You do not notice Jetty until a port stops responding at 2 a.m. or a load balancer refuses connections. You do not appreciate Zerto until a replication job saves your production data after the primary region goes dark. Together, Jetty and Zerto form one of those quiet, dependable pairings that keep infrastructure from waking you up at night.
Jetty is the lightweight Java HTTP server that powers everything from embedded REST interfaces to high‑throughput microservices. Zerto provides continuous data protection and disaster recovery, replicating virtual machines or containers across sites with near‑zero RPOs. Jetty handles requests live, Zerto ensures you can bring them back when something dies. Simple, right?
In practice, running Jetty behind Zerto means building a workflow where replication is awareness, not an afterthought. Zerto watches each Jetty host, tracking writes, sessions, and configuration drift. During failover, it brings those hosts back online in order, reassigning IPs, reloading SSL certs, and replaying transactions waiting in Zerto’s journal streams. The result is a roll‑forward state that feels almost supernatural to anyone used to cold‑backup recovery scripts.

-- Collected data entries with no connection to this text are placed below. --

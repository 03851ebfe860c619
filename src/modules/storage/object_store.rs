//! Object store abstraction for file content.
//!
//! Keys are opaque strings chosen by the caller; the file service derives
//! them from the owner id and the file name and stores them with the
//! metadata row.

use async_trait::async_trait;
use tracing::warn;

use crate::core::error::AppError;

#[async_trait]
pub trait ObjectStore: Send + Sync + 'static {
    /// Name of the bucket objects are written to.
    fn bucket_name(&self) -> String;

    /// Store `data` under `key`, replacing any existing object.
    async fn save_file(&self, key: &str, data: Vec<u8>, content_type: &str)
        -> Result<(), AppError>;

    /// Read the object stored under `key`. Missing objects yield `NotFound`.
    async fn get_file(&self, key: &str) -> Result<Vec<u8>, AppError>;

    /// Remove the object stored under `key`.
    async fn delete_file(&self, key: &str) -> Result<(), AppError>;

    /// Server-side copy within the bucket.
    async fn copy_file(&self, from_key: &str, to_key: &str) -> Result<(), AppError>;

    /// Create a bucket.
    async fn create_bucket(&self, name: &str) -> Result<(), AppError>;

    /// Delete an (empty) bucket.
    async fn delete_bucket(&self, name: &str) -> Result<(), AppError>;

    /// Move an object to a new key: copy, then delete the source.
    ///
    /// Not atomic. A failed copy is returned to the caller. A failed delete
    /// after a successful copy leaves the object under both keys; it is
    /// logged and the rename still counts as done.
    async fn rename_file(&self, from_key: &str, to_key: &str) -> Result<(), AppError> {
        if from_key == to_key {
            return Ok(());
        }

        self.copy_file(from_key, to_key).await?;

        if let Err(e) = self.delete_file(from_key).await {
            warn!(
                "Object copied to '{}' but source '{}' could not be removed: {}",
                to_key, from_key, e
            );
        }

        Ok(())
    }
}
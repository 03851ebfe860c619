//! Refresh token persistence.

use async_trait::async_trait;
use chrono::{DateTime, Utc};
use sqlx::PgPool;

use crate::core::database::handle_db_error;
use crate::core::error::Result;
use crate::features::auth::model::RefreshToken;

/// Refresh tokens are stored by digest only; the raw token never reaches the database.
#[async_trait]
pub trait RefreshTokenRepository: Send + Sync {
    /// Persist a new, unrevoked token.
    async fn create(
        &self,
        token_hash: &str,
        user_id: i64,
        expires_at: DateTime<Utc>,
    ) -> Result<RefreshToken>;

    /// Atomically revoke a live token and return it. `None` when the token is
    /// unknown, expired or already revoked.
    async fn consume(&self, token_hash: &str) -> Result<Option<RefreshToken>>;

    /// Revoke a token. Returns whether a live token was revoked.
    async fn revoke(&self, token_hash: &str) -> Result<bool>;

    /// Revoke every live token of a user, returning how many were revoked.
    async fn revoke_all_for_user(&self, user_id: i64) -> Result<u64>;
}

pub struct PgRefreshTokenRepository {
    pool: PgPool,
}

impl PgRefreshTokenRepository {
    pub fn new(pool: PgPool) -> Self {
        Self { pool }
    }
}

#[async_trait]
impl RefreshTokenRepository for PgRefreshTokenRepository {
    async fn create(
        &self,
        token_hash: &str,
        user_id: i64,
        expires_at: DateTime<Utc>,
    ) -> Result<RefreshToken> {
        sqlx::query_as::<_, RefreshToken>(
            r#"
            INSERT INTO refresh_tokens (id, user_id, expires_at)
            VALUES ($1, $2, $3)
            RETURNING id, user_id, expires_at, created_at, revoked
            "#,
        )
        .bind(token_hash)
        .bind(user_id)
        .bind(expires_at)
        .fetch_one(&self.pool)
        .await
        .map_err(|e| handle_db_error(e, "Refresh token already exists"))
    }

    async fn consume(&self, token_hash: &str) -> Result<Option<RefreshToken>> {
        let token = sqlx::query_as::<_, RefreshToken>(
            r#"
            UPDATE refresh_tokens
            SET revoked = TRUE
            WHERE id = $1 AND revoked = FALSE AND expires_at > NOW()
            RETURNING id, user_id, expires_at, created_at, revoked
            "#,
        )
        .bind(token_hash)
        .fetch_optional(&self.pool)
        .await?;

        Ok(token)
    }

    async fn revoke(&self, token_hash: &str) -> Result<bool> {
        let result = sqlx::query(
            r#"
            UPDATE refresh_tokens
            SET revoked = TRUE
            WHERE id = $1 AND revoked = FALSE
            "#,
        )
        .bind(token_hash)
        .execute(&self.pool)
        .await?;

        Ok(result.rows_affected() > 0)
    }

    async fn revoke_all_for_user(&self, user_id: i64) -> Result<u64> {
        let result = sqlx::query(
            r#"
            UPDATE refresh_tokens
            SET revoked = TRUE
            WHERE user_id = $1 AND revoked = FALSE
            "#,
        )
        .bind(user_id)
        .execute(&self.pool)
        .await?;

        Ok(result.rows_affected())
    }
}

How do you integrate Jetty with Zerto?
Treat Jetty like any other protected workload. Register its virtual machines or containers in the Zerto Virtual Manager, define replication groups covering its configuration storage and relevant data directories, then test failover once so you understand the boot order and DNS timing. Most teams pair this setup with centralized logging through ELK or Datadog, which helps confirm the restored Jetty nodes respond exactly as before.
Best practices for consistency
Rotate Jetty’s keystores and config secrets outside the replicated paths, ideally through something like AWS Secrets Manager or Vault. Map permissions through RBAC that reflects your identity provider, keeping failover environments least‑privileged by default. And always test cross‑region latency, since replication acknowledgments can slow high‑write workloads more than expected.